Carruesco’s final inference, that these gang members were expecting retaliation that night and, accordingly, were armed, is belied by Carruesco’s own testimony. Carruesco stated to the court that he has seen retaliation for gang shootings that has occurred months after the first shooting. If we accept Carruesco’s reasoning, since retaliation was possible for at least the next few months, he would be justified in stopping every vehicle in which he believed East Side Crips were riding for the next few months because they may be expecting retaliation and would therefor arm themselves. The absurdity of this proposition demonstrates the flaw in Carruesco’s logic.

The trial court stated on several occasions during the motion to suppress that this was an unusual situation. It was unusual only because the detention was not supported by any facts that would justify the detention. Instead the People relied on inference and deduction to justify the prosecution. However, no inference or deduction will support a detention if there are not any facts indicating that the person being detained was involved in criminal activity. (People v. Conway, supra 25 Cal.App.4th at p. 389.) The trial court erred when it failed to recognize this fundamental distinction when it denied the motion to suppress.

We find support for our conclusion in Cortez.

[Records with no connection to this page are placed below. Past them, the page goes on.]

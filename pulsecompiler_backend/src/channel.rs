//! Channel naming for the two device families.
//!
//! Waveform-generator outputs are named `ch<N>` (e.g. `ch0`, `ch3`) and digital
//! sequencer bits are named `flag<N>` (e.g. `flag0`, `flag23`). The index `N` is what
//! gets stored in [`InstructionEvent::channel`](crate::instruction::InstructionEvent).

use regex::Regex;

use crate::error::{CompileError, Result};

#[derive(Clone, Copy, Debug, PartialEq, Eq)]
pub enum ChannelFamily {
    /// `ch<N>`: analog output of a waveform generator
    Analog,
    /// `flag<N>`: one bit of a digital sequencer
    Flag,
}

impl ChannelFamily {
    fn pattern(&self) -> (&'static str, &'static str) {
        match self {
            ChannelFamily::Analog => (r"^ch(\d+)$", "ch(number)"),
            ChannelFamily::Flag => (r"^flag(\d+)$", "flag(number)"),
        }
    }
}

/// Parses `name` for the given family and checks the index against `count`.
///
/// ```
/// # use pulsecompiler_backend::channel::*;
/// assert_eq!(parse_channel("ch1", ChannelFamily::Analog, 2).unwrap(), 1);
/// assert!(parse_channel("ch2", ChannelFamily::Analog, 2).is_err());
/// assert!(parse_channel("flag1", ChannelFamily::Analog, 2).is_err());
/// ```
pub fn parse_channel(name: &str, family: ChannelFamily, count: usize) -> Result<usize> {
    let (pattern, description) = family.pattern();
    let re = Regex::new(pattern).map_err(CompileError::config)?;
    let index = re
        .captures(name)
        .and_then(|caps| caps.get(1))
        .and_then(|m| m.as_str().parse::<usize>().ok())
        .ok_or_else(|| {
            CompileError::config(format!(
                "Expecting channels to be of format '{description}' yet received channel name {name}"
            ))
        })?;
    if index >= count {
        return Err(CompileError::config(format!(
            "channel {name} out of range, device has {count} channels"
        )));
    }
    Ok(index)
}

In Cortez, the border patrol was investigating a particular group that was smuggling illegal aliens across the border. The border patrol learned the following facts during a two-month investigation. The area they were investigating was a border crossing for illegal aliens. They had over a period of time located numerous tracks of individuals all headed from the Mexican border that terminated near a specific point at Highway 86. Because they terminated at the highway, the officers concluded that a vehicle picked up the groups.

One set of footprints, which appeared repeatedly, left an impression with a distinctive pattern. The investigating officers designated this person “Chevron” and concluded he was the guide. Because the tracks often led into dead ends that required backtracking by the groups, and these areas would easily be avoided in daylight, the officers concluded the trips were made at night. The officers determined by examining the tracks that the groups usually contained between 8 and 20 individuals. Based on the times when they discovered “Chevron’s” tracks, the officers determined that “Chevron” usually led groups across the border during or near weekends and on nights when the weather was clear.

The investigating officers were on duty on a Sunday night in late January. The absence of “Chevron’s” tracks revealed that his last border crossing was in early January. The night in question was the first clear night after three days of rain. The officers concluded there was a strong possibility that “Chevron” would make a crossing that night.

The officers assumed that if “Chevron” made a crossing that night he would leave Mexico after dark. They estimated the time it would take to make the crossing by those on foot and determined that “Chevron” would reach the pick-up point between 2 a.m. and 6 a.m. that morning. The officers also determined that the pick-up vehicle would approach the pick-up point from the east, and return to the east since that was the direction the groups were walking before they were picked up and it was unlikely that the groups would walk away from their ultimate destination.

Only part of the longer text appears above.